Most economists expect growth to be around 4% to 5% this year.
- The Economist Intelligence Unit’s latest forecasts show that South Africa is the only G20 country which will not recover to pre-Covid-19 levels by 2022.
- South Africa is among the slower recovering G20 economies lagging behind Argentina, Mexico and Japan.
- Most economists expect growth to be around 4% to 5% this year.
The South African economy is the only one among the G20 group of countries that will not achieve pre-Covid-19 levels of growth before 2022, according to the Economist Intelligence Unit (EIU).
The EIU is the research and analysis division of The Economist Group. Its latest forecasts indicate that the world economy is expected to grow by 5.4%. It expects the South African economy to grow 4.2%. By comparison, the International Monetary Fund (IMF) expects global growth of 6%, and the South African economy to grow 4%.
This growth is off the back of a global contraction estimated around 3% by the IMF. Following a rebasing and benchmarking exercise by Stats SA last month, the South African economy contracted 6.4% in 2020 and not 7% as reported previously.

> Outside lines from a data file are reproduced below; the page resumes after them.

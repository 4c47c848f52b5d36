use std::collections::{HashMap, HashSet};
use std::io;
use std::path::PathBuf;
use std::time::Duration;

use crossterm::event::{
    self, DisableBracketedPaste, EnableBracketedPaste, Event, KeyEventKind,
};
use crossterm::execute;
use crossterm::terminal::{
    EnterAlternateScreen, LeaveAlternateScreen, disable_raw_mode, enable_raw_mode,
};
use ratatui::Terminal;
use ratatui::backend::CrosstermBackend;
use regex::Regex;
use tracing::{info, warn};

use crate::io::config_io::{read_json_file, read_settings, state_dir, write_json_file};
use crate::io::logging::init_file_logging;
use crate::io::runner::{RunEvent, RunHandle, RunRequest, Stream, start_run};
use crate::io::schema::{ConfigSource, LoadedSchemas, load_schemas, locate_pioneer_binary};
use crate::model::config::{Settings, Workflow};
use crate::model::path::JsonPath;
use crate::model::workspace::{ConfigState, Message, Workspace};

use super::editor::{EditorRow, InputSession, build_rows};
use super::input;
use super::render;
use super::theme::Theme;

/// Lines of Pioneer output kept for the log panel
pub const RUN_LOG_LIMIT: usize = 500;

/// Current interaction mode
#[derive(Debug, Clone, Copy, PartialEq, Eq)]
pub enum Mode {
    Navigate,
    /// Typing into a number, text or list field
    Edit,
    Search,
    /// Typing a file path
    Prompt,
}

#[derive(Debug, Clone, Copy, PartialEq, Eq)]
pub enum PromptKind {
    Load,
    SaveAs,
}

impl PromptKind {
    pub fn label(&self) -> &'static str {
        match self {
            PromptKind::Load => "load",
            PromptKind::SaveAs => "save as",
        }
    }
}

#[derive(Debug, Clone, PartialEq, Eq)]
pub struct PromptState {
    pub kind: PromptKind,
    pub buffer: String,
}

/// Per-workflow UI state
#[derive(Debug, Clone, Default)]
pub struct ViewState {
    /// Index into the visible rows
    pub cursor: usize,
    /// First visible row
    pub scroll_offset: usize,
    /// Dotted paths of collapsed groups
    pub collapsed: HashSet<String>,
}

#[derive(Debug, Clone, PartialEq, Eq)]
pub struct StatusMessage {
    pub text: String,
    pub is_error: bool,
}

/// Progress of the most recent run, kept after it finishes
#[derive(Debug, Clone, PartialEq)]
pub struct RunStatus {
    pub workflow: Workflow,
    pub stage_label: Option<&'static str>,
    pub progress: f32,
    /// `Some(success)` once the run has ended
    pub finished: Option<bool>,
    pub log_path: PathBuf,
}

/// Main application state
pub struct App {
    pub workspace: Workspace,
    /// Workflows in tab order
    pub tabs: Vec<Workflow>,
    pub active_tab: usize,
    pub view_states: HashMap<Workflow, ViewState>,
    pub mode: Mode,
    /// Field being typed into (Edit mode)
    pub input: Option<InputSession>,
    pub prompt: Option<PromptState>,
    /// Search mode: current query being typed
    pub search_input: String,
    /// Last executed search pattern
    pub last_search: Option<String>,
    pub status: Option<StatusMessage>,
    pub run: Option<RunHandle>,
    pub run_status: Option<RunStatus>,
    pub run_log: Vec<String>,
    pub show_log: bool,
    pub show_help: bool,
    /// A run is active and `q` was pressed once
    pub quit_pending: bool,
    pub should_quit: bool,
    pub theme: Theme,
    pub settings: Settings,
    pub source: ConfigSource,
    /// Directory for run log files
    pub log_dir: PathBuf,
}
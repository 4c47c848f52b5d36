//! Text forms of scalar values as typed into the editor.
//!
//! An array of scalars is edited as a block with one element per line. Lines
//! are read back with [`parse_scalar_line`]; blank lines are dropped, so an
//! empty-string element cannot survive a round trip through the block.

use serde_json::Number;

use crate::model::value::JsonValue;

/// Parse a number as typed: integers stay integers, anything else must be a
/// finite float. Empty or non-numeric input yields `None`.
pub fn parse_number(text: &str) -> Option<Number> {
    let text = text.trim();
    if text.is_empty() {
        return None;
    }
    if let Ok(n) = text.parse::<i64>() {
        return Some(n.into());
    }
    if let Ok(n) = text.parse::<u64>() {
        return Some(n.into());
    }
    // Rust also accepts "inf" and "NaN"; JSON has no spelling for them
    text.parse::<f64>().ok().and_then(Number::from_f64)
}

/// Interpret one line of a scalar block: `true`/`false`, then a number, then
/// any JSON literal (so objects and arrays can be typed inline), and finally
/// the raw text as a string.
pub fn parse_scalar_line(line: &str) -> JsonValue {
    match line {
        "true" => return JsonValue::Bool(true),
        "false" => return JsonValue::Bool(false),
        _ => {}
    }
    if let Some(n) = parse_number(line) {
        return JsonValue::Number(n);
    }
    serde_json::from_str::<JsonValue>(line).unwrap_or_else(|_| JsonValue::String(line.to_string()))
}

/// Parse a whole block into the array elements it describes. Lines are
/// trimmed and blank lines dropped.
pub fn parse_scalar_lines(text: &str) -> Vec<JsonValue> {
    text.lines()
        .map(str::trim)
        .filter(|line| !line.is_empty())
        .map(parse_scalar_line)
        .collect()
}

/// Text shown for a scalar inside a block: strings raw, everything else as
/// JSON.
pub fn scalar_to_line(value: &JsonValue) -> String {
    match value {
        JsonValue::String(s) => s.clone(),
        other => other.to_string(),
    }
}

pub fn format_scalar_lines(items: &[JsonValue]) -> String {
    items
        .iter()
        .map(scalar_to_line)
        .collect::<Vec<_>>()
        .join("\n")
}

/// True for a non-empty array made only of scalars; those are edited as a
/// text block rather than element by element.
pub fn is_scalar_list(items: &[JsonValue]) -> bool {
    !items.is_empty() && items.iter().all(JsonValue::is_scalar)
}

In a tweet, global forecasting director at the EIU, Agathe Demarais, highlighted that South Africa is among the slower-recovering G20 states – lagging behind Argentina, Mexico and Japan. The fast-recovering states include China – which is expected to grow 8% this year according to the EIU, the US (with growth of 6%), and BRICS counterparts Russia (with growth of 3.8%) and India (with growth of 8.2%).
Latest @TheEIU forecasts for G20 economies, with 2019 GDP levels as baseline
• All G20 economies (except ????) will have recovered to pre-coronavirus GDP levels by end-2022
• Contrast between fast-recovering states (left-hand column) and slower ones (right-hand column) striking pic.twitter.com/ZYFBDSokKp— Agathe Demarais (@AgatheDemarais) September 16, 2021
During a Wits University lecture earlier this month, SA Reserve Bank Governor Lesetja Kganyago similarly noted that advanced economies such as the US would see their GDP reach pre-Covid-19 levels sooner than emerging and developing economies.
“Slow vaccination rates will continue to weigh on economic recovery in this region (sub-Saharan Africa), even after the lifting of hard lockdowns,” Kganyago said. The Reserve Bank expects the economy to grow 4.2% this year.
South Africa’s second-quarter GDP figures, however, signalled that the economic recovery has been better than expected. Most economists expect the SA economy to grow by about 4% to 5% this year.
The rebound of growth to 5%, however, rests heavily on whether no new stringent lockdown measures are put in place, as well as no further unrest or other shocks to the economy, Investec chief economist Annabel Bishop said in a separate note on the economy.
Bishop highlighted that the return to pre-pandemic levels has been quicker than likely before Stats SA’s rebasing and benchmark exercise. According to Stats SA, the 2020 GDP was 11% bigger than previously estimated.
Economists, however, have indicated that unrest in July is likely to negatively impact third-quarter GDP, Fin24 previously reported.
“The downward growth trend in GDP of the 2010’s decade is expected to be reversed in the 2020’s decade, as expectations persist for the fruition of the structural reforms government continues to outline, lifting the real economy by 3.0% y/y in 2026,”Bishop said. Investec expects growth close to 2% in 2022.
Johann Els, chief economist of Old Mutual Investment Group, has pencilled in GDP growth of 5.6% this year, followed by growth of 2.3% in 2022.